Мы выпустили первый номер и пили в честь этого события в редакции после работы. Открылась дверь и вошел главный с журналом под мышкой.
— Ну-те-с, значить, — сказал он, — давайте посмотрим...
Мы сгрудились вокруг него, а он стал листать журнал.
— А это что? — он ткнул пальцем в какую-то фотографию.
— Это пейзаж, — сказал кто-то. — Красивый, правда?
— Мне не нравится, — сказал главный, — Этот пейзаж, значить, надо снять.
— Как снять? — ахнул я. — Тираж-то весь отпечатан!
— Это меня не касается, — строго сказал Войтехов. — Я, значить, говорю снять, стало быть, снять.
— А как? — спросил я.
— Уничтожьте эту картинку, значить, — сказал элегантный Войтехов и ушел.
— А он не псих? — спросил кто-то.
— Не знаю, — сказал я. — Что-то надо сделать...
И мы вырвали страницу с этой злополучной картинкой из всего стотысячного тиража! К счастью, большая часть его еще оставалась ночью в типографии. А остальные мы разыскивали в киосках. Так он и пришел к читателям — с вырванной страницей.
Мы понимали, что так продолжаться не может. Этот человек всех нас погубит. Знали мы таких демократов, читающих журналы в киосках и потом принимающих дикие решения! Я стал подсовывать ему рукописи. Он возвращал их непрочитанными: на них не было ни одной его пометки.
— А может, он просто не умеет читать? — строил догадки кто-то.
Мы настаивали, чтобы он знакомился с материалом до печати. Он упирался. Наконец, он взял литсотрудника Колю, заперся с ним в кабинете и через три часа вернул мне рукопись, которую я ему послал. На ней были пометки, сделанные рукой Коли.
— Коля, — сказал я ему. — Почему это ты правишь рукописи? Это моя и его прерогатива. А ты при чем?
— Илья Петрович! — взмолился Коля. — При чем тут я?

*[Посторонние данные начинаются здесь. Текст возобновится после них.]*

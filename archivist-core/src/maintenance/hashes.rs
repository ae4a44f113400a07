use std::collections::HashSet;
use std::fmt;
use std::sync::Arc;

use archivist_model::{ImageId, ImageRecord};
use parking_lot::Mutex;
use tracing::{debug, warn};

use super::BatchOutcome;
use crate::error::Result;
use crate::hashing::content_hash;
use crate::provider::FsProvider;
use crate::store::LibraryStore;
use crate::vault::is_disk_locator;

/// Fills in missing content hashes a few records at a time.
///
/// Records whose bytes cannot be read are remembered and skipped for the
/// rest of the session; they simply stay out of duplicate detection.
pub struct HashBackfill {
    store: Arc<dyn LibraryStore>,
    provider: Arc<dyn FsProvider>,
    batch_size: usize,
    unreadable: Mutex<HashSet<ImageId>>,
}

impl fmt::Debug for HashBackfill {
    fn fmt(&self, f: &mut fmt::Formatter<'_>) -> fmt::Result {
        f.debug_struct("HashBackfill")
            .field("batch_size", &self.batch_size)
            .field("unreadable", &self.unreadable.lock().len())
            .finish()
    }
}

impl HashBackfill {
    pub fn new(store: Arc<dyn LibraryStore>, provider: Arc<dyn FsProvider>, batch_size: usize) -> Self {
        Self {
            store,
            provider,
            batch_size: batch_size.max(1),
            unreadable: Mutex::new(HashSet::new()),
        }
    }

    fn wants_hash(&self, record: &ImageRecord) -> bool {
        record.hash.is_none()
            && (record.blob.is_some() || record.locator().is_some_and(is_disk_locator))
            && !self.unreadable.lock().contains(&record.id)
    }

    pub async fn run_batch(&self) -> Result<BatchOutcome> {
        let pending: Vec<ImageRecord> = self
            .store
            .list_images()
            .await?
            .into_iter()
            .filter(|record| self.wants_hash(record))
            .collect();

        let mut outcome = BatchOutcome {
            remaining: pending.len().saturating_sub(self.batch_size),
            ..BatchOutcome::default()
        };

        for record in pending.into_iter().take(self.batch_size) {
            outcome.processed += 1;
            let Some(hash) = self.hash_of(&record).await else {
                self.unreadable.lock().insert(record.id.clone());
                continue;
            };

            let Some(mut current) = self.store.get_image(&record.id).await? else {
                continue;
            };
            if current.hash.is_some() {
                continue;
            }
            current.hash = Some(hash);
            self.store.put_image(current).await?;
            outcome.updated += 1;
        }

        if outcome.updated > 0 {
            debug!(updated = outcome.updated, remaining = outcome.remaining, "hash backfill batch");
        }
        Ok(outcome)
    }

    async fn hash_of(&self, record: &ImageRecord) -> Option<String> {
        if let Some(blob) = &record.blob {
            return Some(content_hash(&blob.bytes));
        }
        let locator = record.locator()?;
        let hashed = match self.provider.real_path(locator).await {
            Ok(path) => self.provider.calculate_hash(&path).await,
            Err(err) => Err(err),
        };
        match hashed {
            Ok(hash) => Some(hash),
            Err(err) => {
                warn!(id = %record.id, locator, error = %err, "hash backfill skipped record");
                None
            }
        }
    }
}

#[cfg(test)]
mod tests {
    use archivist_model::ImageBlob;

    use super::*;
    use crate::provider::InMemoryProvider;
    use crate::store::InMemoryStore;

    #[tokio::test]
    async fn hashes_disk_and_blob_records_in_batches() {
        let fs = Arc::new(InMemoryProvider::with_vault("/vault"));
        let store = Arc::new(InMemoryStore::new());
        fs.insert_file("/vault/a.png", b"a".to_vec());
        fs.insert_file("/vault/b.png", b"b".to_vec());

        let a = ImageRecord::new("a").with_src("file:///vault/a.png");
        let b = ImageRecord::new("b").with_src("file:///vault/b.png");
        let c = ImageRecord::new("c").with_blob(ImageBlob::new(b"c".to_vec(), "image/png"));
        store.put_images(vec![a.clone(), b, c]).await.unwrap();

        let backfill = HashBackfill::new(store.clone(), fs, 2);
        let first = backfill.run_batch().await.unwrap();
        assert_eq!((first.processed, first.updated, first.remaining), (2, 2, 1));
        assert!(first.has_more());

        let second = backfill.run_batch().await.unwrap();
        assert_eq!((second.updated, second.remaining), (1, 0));

        let stored = store.get_image(&a.id).await.unwrap().unwrap();
        assert_eq!(stored.hash.as_deref(), Some(content_hash(b"a").as_str()));
    }

    #[tokio::test]
    async fn missing_files_are_not_retried() {
        let fs = Arc::new(InMemoryProvider::with_vault("/vault"));
        let store = Arc::new(InMemoryStore::new());
        store
            .put_image(ImageRecord::new("gone").with_src("file:///vault/gone.png"))
            .await
            .unwrap();

        let backfill = HashBackfill::new(store, fs, 10);
        let first = backfill.run_batch().await.unwrap();
        assert_eq!((first.processed, first.updated), (1, 0));
        assert_eq!(backfill.run_batch().await.unwrap().processed, 0);
    }
}
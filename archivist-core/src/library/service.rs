use std::collections::{HashMap, HashSet};
use std::fmt;
use std::path::{Path, PathBuf};
use std::sync::{Arc, Weak};

use archivist_model::{
    DeletedImage, GeneralSettings, HistoryAction, ImageBlob, ImageId, ImagePatch, ImageRecord,
    LibrarySource, PatchedImage, SourceId,
};
use async_trait::async_trait;
use parking_lot::Mutex;
use tokio::time::Instant;
use tracing::{debug, info, warn};

use super::rename::RenamePattern;
use super::{LibrarySnapshot, RefreshSink};
use crate::config::LibraryConfig;
use crate::error::{ArchiveError, Result};
use crate::hashing::content_hash;
use crate::history::{HistoryCoordinator, HistoryStep};
use crate::store::LibraryStore;
use crate::sync::DiskSyncEngine;
use crate::toast::Toast;
use crate::vault::{VaultRoots, path_key};
use crate::watcher::VaultWatcher;

/// What happens to a removed source's images.
#[derive(Debug, Clone, Copy, PartialEq, Eq)]
pub enum SourceRemoval {
    /// Delete the records. Files on disk are left alone.
    DeleteImages,
    /// Hand the records to the internal vault.
    Reassign,
}

struct UpdateClaim<'a> {
    updating: &'a Mutex<HashSet<ImageId>>,
    id: ImageId,
}

impl Drop for UpdateClaim<'_> {
    fn drop(&mut self) {
        self.updating.lock().remove(&self.id);
    }
}

/// Library operations with disk sync, history and refresh wired in.
pub struct LibraryService {
    engine: Arc<DiskSyncEngine>,
    history: Arc<HistoryCoordinator>,
    config: LibraryConfig,
    watcher: Mutex<Weak<VaultWatcher>>,
    updating: Mutex<HashSet<ImageId>>,
    last_refresh: Mutex<Option<(Instant, LibrarySnapshot)>>,
}

impl fmt::Debug for LibraryService {
    fn fmt(&self, f: &mut fmt::Formatter<'_>) -> fmt::Result {
        f.debug_struct("LibraryService")
            .field("history", &self.history)
            .field("config", &self.config)
            .field("updating", &self.updating.lock().len())
            .finish()
    }
}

Он сказал, что забыл дома очки и чтобы я ему почитал вслух статью. По ходу он делал замечания, я и вносил.
И Коля остался на этой работе до конца журнала: редактор всегда забывал очки. Когда он понял, что мы что-то поняли, он решил применить такой метод: он собирал всех нас в своем кабинете, и Коля вслух читал рукописи. После каждой точки Войтехов его останавливал и спрашивал:
— Все согласны с этим, значить, предложением?
Мы умирали. Это даже не было смешно. Он был неграмотным! Он не читал газет, книг и журналов. Он понятия не имел, что происходит в жизни! Он не знал, что ВКП(б) давно переименовали в КПСС! Он был элегантным чудовищем. За него все всегда делали другие: писали пьесы, докладные и книги, а он выколачивал себе все, что надо через своих бывших дружков по ЦК ВЛКСМ — Месяцева, Михайлова, Шелепина, Семичастного... И у него были идеи.
Он вызвал меня и сказал:
— Вчерась, я, значить, ехал по своим делам мимо Останкина. Прекрасный парк. Там я вырос. Родина. И вот я, значить, вижу, что там строют башню. Уродство. Вся красота насмарку. Надо эту башню снести.
— О чем вы, Борис Михайлович? — мучимый тяжелыми предчувствиями, спросил я. — Уж не о телевизионной ли башне идет речь?
— Не знаю. Здоровенная чугунная башня. Может быть и телевизионная.
— Борис Михайлович! — взмолился я. — Мы же с вами работаем в Комитете по радио и телевидению! Это же наша башня! Это будет самая высокая телебашня в мире! На нее работает вся страна. На нее работает Франция. Финляндия. Кто же нам это позволит, вот так взять и снести?
— Петр Ильич! — сказал Войтехов. — Чем она длиннее, эта башня, тем больше удовольствия ее снести!